"""

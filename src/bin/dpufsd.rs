//! dpufs backend daemon.
//!
//! Hosts the file backend on a DPU (or any RDMA-capable machine): binds
//! the CM listener, preloads the metadata cache when configured, and runs
//! the polling loop until SIGINT/SIGTERM.

use std::sync::atomic::AtomicBool;
use std::sync::Arc;

use clap::Parser;

use dpufs::backend::run_backend;
use dpufs::cache::{preload_from_file, CacheTable};
use dpufs::config::BackendConfig;
use dpufs::server::signals::setup_signal_handlers;
use dpufs::service::memfs::MemFileService;

#[derive(Parser, Debug)]
#[command(name = "dpufsd", about = "dpufs backend daemon", version)]
struct Args {
    /// Path to the TOML configuration file
    #[arg(short, long, default_value = "dpufs.toml")]
    config: String,

    /// Override the listen address (ip:port)
    #[arg(long)]
    listen: Option<String>,

    /// Override the number of control session slots
    #[arg(long)]
    max_clients: Option<u32>,

    /// Override the number of buffer session slots
    #[arg(long)]
    max_buffs: Option<u32>,
}

fn main() {
    let args = Args::parse();

    let mut config = match BackendConfig::from_file(&args.config) {
        Ok(config) => config,
        Err(e) => {
            eprintln!("failed to load configuration ({e}), using defaults");
            BackendConfig::default()
        }
    };
    if let Some(listen) = args.listen {
        config.network.listen_addr = listen;
    }
    if let Some(max_clients) = args.max_clients {
        config.network.max_clients = max_clients;
    }
    if let Some(max_buffs) = args.max_buffs {
        config.network.max_buffs = max_buffs;
    }
    if let Err(e) = config.validate() {
        eprintln!("invalid configuration: {e}");
        std::process::exit(1);
    }

    dpufs::logging::init_with_hostname(&config.node.log_level);
    tracing::info!("starting dpufs backend");
    tracing::info!(node = %config.node.node_id, listen = %config.network.listen_addr);

    let cache = match CacheTable::new(config.cache.bucket_count_power) {
        Ok(cache) => Arc::new(cache),
        Err(e) => {
            tracing::error!("cache table init failed: {e}");
            std::process::exit(1);
        }
    };

    if let Some(path) = &config.cache.preload_path {
        match preload_from_file(&cache, path) {
            Ok(items) => tracing::info!(items, path = %path.display(), "cache preloaded"),
            Err(e) => {
                tracing::error!(path = %path.display(), "cache preload failed: {e}");
                std::process::exit(1);
            }
        }
    }

    let service = Arc::new(MemFileService::with_quota(
        cache.clone(),
        config.storage.quota_bytes,
    ));

    let stop = Arc::new(AtomicBool::new(false));
    setup_signal_handlers(stop.clone());

    let result = run(&config, service, stop);
    if let Err(e) = result {
        tracing::error!("backend failed: {e}");
        std::process::exit(1);
    }
}

#[cfg(feature = "rdma")]
fn run(
    config: &BackendConfig,
    service: Arc<MemFileService>,
    stop: Arc<AtomicBool>,
) -> Result<(), dpufs::backend::BackendError> {
    let fabric = dpufs::rdma::verbs::VerbsFabric::new();
    run_backend(&fabric, config, service, stop)
}

#[cfg(not(feature = "rdma"))]
fn run(
    config: &BackendConfig,
    service: Arc<MemFileService>,
    stop: Arc<AtomicBool>,
) -> Result<(), dpufs::backend::BackendError> {
    // Without the verbs fabric the daemon can only serve in-process
    // loopback peers, which is useful for soak testing the pipeline.
    tracing::warn!("built without the `rdma` feature; serving loopback only");
    let fabric = dpufs::rdma::loopback::LoopbackFabric::new();
    run_backend(&fabric, config, service, stop)
}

"""

YOUR TASK -> Check each line of the material for the string "network", then state how many lines have it and nothing more.

OUTPUT -> 4